Assigned task
Search the records for the word "FrameData" and copy each line in which it appears.

Saved data entries:
· · · ·
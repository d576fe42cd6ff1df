//! Minimal Live Link consumer
//!
//! Listens for producers and prints every decoded message. Frames are
//! summarized once per second per subject to avoid spam.
//!
//! Run with: cargo run --example print_consumer [BIND_ADDR]

use std::collections::HashMap;
use std::net::SocketAddr;
use std::time::{Duration, Instant};

use livelink_rs::protocol::constants::MAX_MESSAGE_SIZE;
use livelink_rs::protocol::read_message;
use tokio::net::{TcpListener, TcpStream};

async fn handle_producer(mut socket: TcpStream, peer: SocketAddr) {
    let mut last_report: HashMap<String, Instant> = HashMap::new();
    let mut frames: HashMap<String, u64> = HashMap::new();

    loop {
        let msg = match read_message(&mut socket, MAX_MESSAGE_SIZE).await {
            Ok(Some(msg)) => msg,
            Ok(None) => {
                println!("[{}] Producer closed connection", peer);
                return;
            }
            Err(e) => {
                println!("[{}] Read error: {}", peer, e);
                return;
            }
        };

        match msg.command.as_str() {
            "hello" => println!(
                "[{}] Hello: interface={:?} version={:?}",
                peer,
                msg.body.get_string("interface"),
                msg.body.get_number("version")
            ),
            "subject" => println!(
                "[{}] Subject: {:?} role={:?}",
                peer,
                msg.subject(),
                msg.body.get_string("role")
            ),
            "frame" => {
                let subject = msg.subject().unwrap_or_default().to_string();
                *frames.entry(subject.clone()).or_default() += 1;

                let due = last_report
                    .get(&subject)
                    .map_or(true, |at| at.elapsed() >= Duration::from_secs(1));
                if due {
                    println!(
                        "[{}] Frame: {} worldTime={:?} total={} data={:?}",
                        peer,
                        subject,
                        msg.body.get_number("worldTime"),
                        frames[&subject],
                        msg.body.get("data")
                    );
                    last_report.insert(subject, Instant::now());
                }
            }
            "goodbye" => println!("[{}] Goodbye", peer),
            other => println!("[{}] Unknown command: {}", peer, other),
        }
    }
}

#[tokio::main]
async fn main() -> Result<(), Box<dyn std::error::Error>> {
    tracing_subscriber::fmt()
        .with_env_filter(
            tracing_subscriber::EnvFilter::from_default_env()
                .add_directive("livelink_rs=debug".parse()?),
        )
        .init();

    let bind_addr: SocketAddr = match std::env::args().nth(1) {
        Some(arg) => arg.replace("localhost", "127.0.0.1").parse()?,
        None => "127.0.0.1:11111".parse()?,
    };

    let listener = TcpListener::bind(bind_addr).await?;
    println!("Listening on {}", bind_addr);

    loop {
        let (socket, peer) = listener.accept().await?;
        println!("[{}] Producer connected", peer);
        tokio::spawn(handle_producer(socket, peer));
    }
}
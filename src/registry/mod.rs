//! Subject registry
//!
//! The registry owns every declared subject's schema. The producer thread
//! registers and updates subjects by name; the background monitor snapshots
//! the registry to replay schemas when a consumer connects.
//!
//! # Architecture
//!
//! ```text
//!                        Arc<SubjectRegistry>
//!                   ┌──────────────────────────┐
//!                   │ subjects: HashMap<Name,  │
//!                   │   SubjectEntry {         │
//!                   │     schema: Arc<..>,     │
//!                   │     sequence,            │
//!                   │   }                      │
//!                   │ >                        │
//!                   └─────────────┬────────────┘
//!                                 │
//!              ┌──────────────────┴─────────────────┐
//!              │                                    │
//!              ▼                                    ▼
//!        [Producer thread]                  [Monitor task]
//!        register() / encode_frame()        snapshot() on link up
//!              │                                    │
//!              └──► command queue ──► transport ◄───┘
//! ```
//!
//! Schemas are shared as `Arc<SubjectSchema>`, so a replay snapshot never
//! copies static data.

pub mod entry;
pub mod error;
pub mod store;

pub use entry::{SubjectEntry, SubjectStats};
pub use error::RegistryError;
pub use store::{Registration, SubjectRegistry};
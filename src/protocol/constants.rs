//! Live Link wire protocol constants

/// Length prefix size in bytes
pub const LENGTH_PREFIX_SIZE: usize = 4;

/// Default maximum encoded message size (1 MiB)
pub const MAX_MESSAGE_SIZE: usize = 1024 * 1024;

// Command names
pub const CMD_HELLO: &str = "hello";
pub const CMD_SUBJECT: &str = "subject";
pub const CMD_FRAME: &str = "frame";
pub const CMD_GOODBYE: &str = "goodbye";
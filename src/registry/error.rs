//! Registry error types

use thiserror::Error;

/// Error type for registry operations
#[derive(Debug, Clone, PartialEq, Eq, Error)]
pub enum RegistryError {
    /// No subject registered under this name
    #[error("subject not found: {0}")]
    NotFound(String),
}
//! Circling transform producer
//!
//! Streams a single transform subject, "circle", moving around a circle on
//! the X-Y plane 100 units above the origin.
//!
//! Run with: cargo run --example circling_transform [CONSUMER_ADDR]
//!
//! Start a consumer first, for example:
//!   cargo run --example print_consumer 127.0.0.1:11111
//!   cargo run --example circling_transform 127.0.0.1:11111

use std::net::SocketAddr;
use std::time::Duration;

use livelink_rs::{LiveLink, Transform, API_VERSION};

/// Number of circles to perform
const CIRCLES: f64 = 30.0;

/// Radius of the circle on the X-Y plane
const CIRCLE_RADIUS: f64 = 200.0;

/// Number of steps over all circles
const STEP_COUNT: u32 = 10_000;

/// Units above the origin
const HEIGHT: f32 = 100.0;

/// Frame interval (not exact)
const FRAME_INTERVAL: Duration = Duration::from_millis(16);

fn main() -> Result<(), Box<dyn std::error::Error>> {
    if LiveLink::version() != API_VERSION {
        eprintln!("error: wrong version");
        std::process::exit(1);
    }

    tracing_subscriber::fmt()
        .with_env_filter(
            tracing_subscriber::EnvFilter::from_default_env()
                .add_directive("livelink_rs=info".parse()?),
        )
        .init();

    let addr: SocketAddr = match std::env::args().nth(1) {
        Some(arg) => arg.replace("localhost", "127.0.0.1").parse()?,
        None => "127.0.0.1:11111".parse()?,
    };

    let link = LiveLink::tcp(addr);
    link.set_connection_callback(|| println!("Connection changed"));
    link.initialize("CirclingTransform")?;

    println!("Starting...");

    link.set_transform_structure("circle", None)?;

    let mut xform = Transform::identity();
    xform.translation[2] = HEIGHT;

    let step = 2.0 * std::f64::consts::PI * CIRCLES / STEP_COUNT as f64;
    let mut angle: f64 = 0.0;
    let mut world_time = 0.0;

    for _ in 0..STEP_COUNT {
        xform.translation[0] = (angle.sin() * CIRCLE_RADIUS) as f32;
        xform.translation[1] = (angle.cos() * CIRCLE_RADIUS) as f32;

        link.update_transform_frame("circle", world_time, None, None, &xform)?;

        angle += step;
        std::thread::sleep(FRAME_INTERVAL);
        world_time += FRAME_INTERVAL.as_millis() as f64;
    }

    let stats = link.stats();
    println!(
        "Done: queued={} dropped={} connects={}",
        stats.frames_queued,
        stats.frames_dropped(),
        stats.connects
    );

    link.uninitialize()?;
    Ok(())
}
//! Connection lifecycle
//!
//! Tracks whether a consumer is reachable, replays registered schemas when
//! one connects, and notifies the producer when reachability changes.

pub mod config;
pub mod manager;
pub mod observer;
pub mod state;

pub use config::LiveLinkConfig;
pub use manager::{Command, ConnectionManager, Dispatch, DropReason};
pub use observer::{ConnectionCallback, Observer};
pub use state::{LinkState, StateCell};
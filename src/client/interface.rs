//! Producer-facing Live Link interface
//!
//! [`LiveLink`] is the single entry point a producer application uses. All
//! methods are synchronous and safe to call from any thread; none of them
//! block on the network.
//!
//! # Example
//! ```no_run
//! use livelink_rs::{LiveLink, Transform, API_VERSION};
//!
//! # fn example() -> livelink_rs::Result<()> {
//! if LiveLink::version() != API_VERSION {
//!     return Ok(());
//! }
//!
//! let link = LiveLink::tcp("127.0.0.1:11111".parse().unwrap());
//! link.initialize("my-tool")?;
//! link.set_transform_structure("circle", None)?;
//!
//! let mut xform = Transform::identity();
//! xform.translation = [200.0, 0.0, 100.0];
//! link.update_transform_frame("circle", 0.0, None, None, &xform)?;
//!
//! link.uninitialize()?;
//! # Ok(())
//! # }
//! ```

use std::net::SocketAddr;
use std::sync::Arc;

use crate::connection::{ConnectionManager, Dispatch, LinkState, LiveLinkConfig};
use crate::error::{Error, Result, StatusCode};
use crate::registry::{Registration, SubjectRegistry, SubjectStats};
use crate::role::{
    Animation, AnimationStatic, Camera, CameraStatic, FrameData, Light, LightStatic, StaticData,
    Transform,
};
use crate::stats::{PublishStats, StatsSnapshot};
use crate::subject::{Metadata, Properties, PropertyValues, SubjectSchema};
use crate::transport::{TcpTransport, Transport};
use crate::API_VERSION;

/// A producer-side Live Link interface
///
/// Dropping the interface uninitializes it.
pub struct LiveLink {
    registry: Arc<SubjectRegistry>,
    stats: Arc<PublishStats>,
    manager: ConnectionManager,
}

impl LiveLink {
    /// Create an interface over the given transport
    pub fn new(transport: impl Transport + 'static) -> Self {
        Self::with_config(transport, LiveLinkConfig::default())
    }

    /// Create an interface with custom configuration
    pub fn with_config(transport: impl Transport + 'static, config: LiveLinkConfig) -> Self {
        let registry = Arc::new(SubjectRegistry::new());
        let stats = Arc::new(PublishStats::new());
        let manager = ConnectionManager::new(
            Box::new(transport),
            config,
            Arc::clone(&registry),
            Arc::clone(&stats),
        );

        Self {
            registry,
            stats,
            manager,
        }
    }

    /// Create an interface that streams to a TCP consumer at `addr`
    pub fn tcp(addr: SocketAddr) -> Self {
        Self::new(TcpTransport::with_addr(addr))
    }

    /// Interface version; callers should refuse to run on a mismatch
    pub fn version() -> i32 {
        API_VERSION
    }

    // ---- Lifecycle ----

    /// Start the interface under `interface_name`
    ///
    /// Succeeds once the background context is running; a consumer may
    /// connect at any later time. A second call while initialized is a no-op.
    pub fn initialize(&self, interface_name: &str) -> Result<()> {
        self.manager.initialize(interface_name)
    }

    /// Stop the interface and forget every registered subject
    ///
    /// Always succeeds; calling it while uninitialized is a no-op.
    pub fn uninitialize(&self) -> Result<()> {
        self.manager.uninitialize();
        Ok(())
    }

    /// Install the connection-change callback, replacing any previous one
    ///
    /// The callback runs on the background worker each time
    /// [`has_connection`](Self::has_connection) changes because a consumer
    /// connected or was lost.
    pub fn set_connection_callback<F>(&self, callback: F)
    where
        F: Fn() + Send + Sync + 'static,
    {
        self.manager.set_callback(Arc::new(callback));
    }

    /// Remove the connection-change callback
    pub fn clear_connection_callback(&self) {
        self.manager.clear_callback();
    }

    /// Whether a consumer is currently connected
    pub fn has_connection(&self) -> bool {
        self.manager.has_connection()
    }

    /// `Ok` when connected, `NotConnected` otherwise
    pub fn connection_status(&self) -> StatusCode {
        if self.has_connection() {
            StatusCode::Ok
        } else {
            StatusCode::NotConnected
        }
    }

    /// Name passed to [`initialize`](Self::initialize), while initialized
    pub fn interface_name(&self) -> Option<String> {
        self.manager.interface_name()
    }

    /// Current link state
    pub fn state(&self) -> LinkState {
        self.manager.state()
    }

    /// Snapshot of the publish counters
    pub fn stats(&self) -> StatsSnapshot {
        self.stats.snapshot()
    }

    /// Per-subject bookkeeping, or `None` if `subject` is not registered
    pub fn subject_stats(&self, subject: &str) -> Option<SubjectStats> {
        self.registry.subject_stats(subject)
    }

    // ---- Structures ----

    /// Declare or replace a subject of any role
    ///
    /// `None` properties means the subject has none. A changed schema is
    /// advertised immediately when connected and replayed on every later
    /// connection.
    pub fn set_structure(
        &self,
        subject: &str,
        properties: Option<&Properties>,
        static_data: StaticData,
    ) -> Result<Registration> {
        if subject.is_empty() {
            return Err(Error::InvalidArgument("subject name is empty"));
        }

        let properties = properties.cloned().unwrap_or_default();
        let schema = SubjectSchema::new(subject, properties, static_data)?;
        let (schema, registration) = self.registry.register(schema);

        if registration.is_changed() && self.has_connection() {
            self.manager.advertise(schema);
        }

        Ok(registration)
    }

    /// Declare a subject carrying only property values
    pub fn set_generic_structure(
        &self,
        subject: &str,
        properties: Option<&Properties>,
    ) -> Result<Registration> {
        self.set_structure(subject, properties, StaticData::Generic)
    }

    /// Declare a skeletal subject
    pub fn set_animation_structure(
        &self,
        subject: &str,
        properties: Option<&Properties>,
        skeleton: &AnimationStatic,
    ) -> Result<Registration> {
        self.set_structure(subject, properties, StaticData::Animation(skeleton.clone()))
    }

    /// Declare a subject driven by a single transform
    pub fn set_transform_structure(
        &self,
        subject: &str,
        properties: Option<&Properties>,
    ) -> Result<Registration> {
        self.set_structure(subject, properties, StaticData::Transform)
    }

    /// Declare a camera subject with its lens capabilities
    pub fn set_camera_structure(
        &self,
        subject: &str,
        properties: Option<&Properties>,
        lens: &CameraStatic,
    ) -> Result<Registration> {
        self.set_structure(subject, properties, StaticData::Camera(lens.clone()))
    }

    /// Declare a light subject with its supported features
    pub fn set_light_structure(
        &self,
        subject: &str,
        properties: Option<&Properties>,
        light: &LightStatic,
    ) -> Result<Registration> {
        self.set_structure(subject, properties, StaticData::Light(light.clone()))
    }

    // ---- Frames ----

    /// Push one frame for a registered subject
    ///
    /// Returns an error when the frame is rejected (unknown subject, role
    /// mismatch). An accepted frame is fire-and-forget: the returned
    /// [`Dispatch`] says whether it was queued or dropped for lack of a
    /// consumer or queue space.
    pub fn update_frame(
        &self,
        subject: &str,
        world_time: f64,
        metadata: Option<&Metadata>,
        values: Option<&PropertyValues>,
        data: FrameData,
    ) -> Result<Dispatch> {
        let frame = self
            .registry
            .encode_frame(subject, world_time, metadata, values, data)
            .map_err(|e| {
                self.stats.frame_rejected();
                tracing::warn!(subject = %subject, error = %e, "Frame rejected");
                Error::from(e)
            })?;

        let dispatch = self.manager.send_frame(frame);
        tracing::trace!(subject = %subject, world_time = world_time, dispatch = ?dispatch, "Frame");
        Ok(dispatch)
    }

    /// Push property values for a generic subject
    pub fn update_generic_frame(
        &self,
        subject: &str,
        world_time: f64,
        metadata: Option<&Metadata>,
        values: Option<&PropertyValues>,
    ) -> Result<Dispatch> {
        self.update_frame(subject, world_time, metadata, values, FrameData::Generic)
    }

    /// Push bone transforms for a skeletal subject
    ///
    /// Missing bones are sent as identity, extra bones are ignored.
    pub fn update_animation_frame(
        &self,
        subject: &str,
        world_time: f64,
        metadata: Option<&Metadata>,
        values: Option<&PropertyValues>,
        frame: &Animation,
    ) -> Result<Dispatch> {
        self.update_frame(subject, world_time, metadata, values, frame.clone().into())
    }

    /// Push a transform frame
    pub fn update_transform_frame(
        &self,
        subject: &str,
        world_time: f64,
        metadata: Option<&Metadata>,
        values: Option<&PropertyValues>,
        frame: &Transform,
    ) -> Result<Dispatch> {
        self.update_frame(subject, world_time, metadata, values, (*frame).into())
    }

    /// Push a camera frame
    pub fn update_camera_frame(
        &self,
        subject: &str,
        world_time: f64,
        metadata: Option<&Metadata>,
        values: Option<&PropertyValues>,
        frame: &Camera,
    ) -> Result<Dispatch> {
        self.update_frame(subject, world_time, metadata, values, frame.clone().into())
    }

    /// Push a light frame
    pub fn update_light_frame(
        &self,
        subject: &str,
        world_time: f64,
        metadata: Option<&Metadata>,
        values: Option<&PropertyValues>,
        frame: &Light,
    ) -> Result<Dispatch> {
        self.update_frame(subject, world_time, metadata, values, frame.clone().into())
    }
}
· · · ·
Response
    Animation, AnimationStatic, Camera, CameraStatic, FrameData, Light, LightStatic, StaticData,
        data: FrameData,
        self.update_frame(subject, world_time, metadata, values, FrameData::Generic)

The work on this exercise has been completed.